◆ Task to complete: Examine each line of the data. Copy those that contain the string "GameEngine".

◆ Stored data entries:
use anyhow::{Context, Result};
use common::{GameCommand, GameEngine, GameEvent, GameSession, GameStatus};
use crossterm::event::{Event, KeyEventKind};
use ratatui::Frame;
use tracing::{error, info};

use crate::config::Settings;
use crate::input;
use crate::observer::TracingObserver;
use crate::views::{GameView, View};

#[derive(Debug, Clone, PartialEq, Eq)]
pub enum AppCommand {
    Quit,
    Engine(GameCommand),
    TogglePause,
    /// Reset and start right away.
    NewGame,
}

pub struct App {
    engine: GameEngine,
    view: GameView,
    has_focus: bool,
}

impl App {
    pub fn new(settings: &Settings) -> Result<Self> {
        let mut engine = match settings.seed {
            Some(seed) => GameEngine::new_with_seed(settings.game.clone(), seed),
            None => GameEngine::new(settings.game.clone()),
        }
        .context("Failed to create game engine")?;
        engine.subscribe(Box::new(TracingObserver));

        Ok(Self {
            engine,
            view: GameView::new(settings.render),
            has_focus: false,
        })
    }

    /// Start playing, as when the board is first shown.
    pub fn start(&mut self) -> Result<()> {
        self.handle_command(AppCommand::Engine(GameCommand::Resume))
    }

    pub fn handle_event(&mut self, event: &Event) -> Option<AppCommand> {
        match event {
            Event::Key(key) if key.kind == KeyEventKind::Press => self.view.handle_input(*key),
            _ => input::map_event(event),
        }
    }

    pub fn handle_command(&mut self, command: AppCommand) -> Result<()> {
        let events = match command {
            AppCommand::Engine(command) => self.exec(command)?,
            AppCommand::TogglePause => {
                let command = match self.engine.session().status() {
                    GameStatus::Running => GameCommand::Pause,
                    _ => GameCommand::Resume,
                };
                self.exec(command)?
            }
            AppCommand::NewGame => {
                let mut events = self.exec(GameCommand::Reset)?;
                events.extend(self.exec(GameCommand::Resume)?);
                info!("New game started");
                events
            }
            AppCommand::Quit => {
                // Handled in main loop
                Vec::new()
            }
        };

        if events.contains(&GameEvent::Resumed) {
            self.has_focus = true;
        } else if events.contains(&GameEvent::Paused) {
            self.has_focus = false;
        }
        Ok(())
    }

    /// Advance the game by one tick. An error here ends the session.
    pub fn on_tick(&mut self) -> Result<()> {
        self.exec(GameCommand::Tick).map(|_| ())
    }

    fn exec(&mut self, command: GameCommand) -> Result<Vec<GameEvent>> {
        self.engine.exec_command(command.clone()).map_err(|e| {
            error!("Engine rejected {:?}: {}", command, e);
            anyhow::Error::new(e).context(format!("Failed to run {:?}", command))
        })
    }

    pub fn render(&self, frame: &mut Frame) {
        self.view.render(frame, self.engine.session());
    }

    pub fn session(&self) -> &GameSession {
        self.engine.session()
    }

    /// True once the game has asked for input focus by resuming.
    pub fn has_focus(&self) -> bool {
        self.has_focus
    }
}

◆ Expected answer:
use common::{GameCommand, GameEngine, GameEvent, GameSession, GameStatus};
    engine: GameEngine,
            Some(seed) => GameEngine::new_with_seed(settings.game.clone(), seed),
            None => GameEngine::new(settings.game.clone()),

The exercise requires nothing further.